-- Requirement --
From the entries below, gather every line containing the string "development".

§

//! Server configuration

use serde::Deserialize;

/// Server configuration
#[derive(Debug, Clone, Deserialize)]
pub struct Config {
    /// HTTP server host
    #[serde(default = "default_http_host")]
    pub http_host: String,

    /// HTTP server port
    #[serde(default = "default_http_port")]
    pub http_port: u16,

    /// Database URL (SQLite)
    #[serde(default = "default_database_url")]
    pub database_url: String,

    /// Secret the workspace variable encryption key is derived from
    #[serde(default = "default_variable_encryption_key")]
    pub variable_encryption_key: String,
}

fn default_http_host() -> String {
    "0.0.0.0".to_string()
}

fn default_http_port() -> u16 {
    8080
}

fn default_database_url() -> String {
    "sqlite:data/remote_dev.db?mode=rwc".to_string()
}

fn default_variable_encryption_key() -> String {
    "remote-dev-development-key".to_string()
}

impl Config {
    /// Load configuration from environment variables
    pub fn load() -> anyhow::Result<Self> {
        let mut config = Config::default();

        if let Ok(val) = std::env::var("REMOTE_DEV_HTTP_HOST") {
            config.http_host = val;
        }
        if let Ok(val) = std::env::var("REMOTE_DEV_HTTP_PORT") {
            config.http_port = val
                .parse()
                .map_err(|e| anyhow::anyhow!("Invalid REMOTE_DEV_HTTP_PORT {}: {}", val, e))?;
        }
        if let Ok(val) = std::env::var("REMOTE_DEV_DATABASE_URL") {
            config.database_url = val;
        }
        if let Ok(val) = std::env::var("REMOTE_DEV_VARIABLE_ENCRYPTION_KEY") {
            config.variable_encryption_key = val;
        }

        Ok(config)
    }

    /// Whether the variable encryption key was left at its development default
    pub fn uses_default_encryption_key(&self) -> bool {
        self.variable_encryption_key == default_variable_encryption_key()
    }
}

impl Default for Config {
    fn default() -> Self {
        Self {
            http_host: default_http_host(),
            http_port: default_http_port(),
            database_url: default_database_url(),
            variable_encryption_key: default_variable_encryption_key(),
        }
    }
}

§

-- Expected answer --
    "remote-dev-development-key".to_string()
    /// Whether the variable encryption key was left at its development default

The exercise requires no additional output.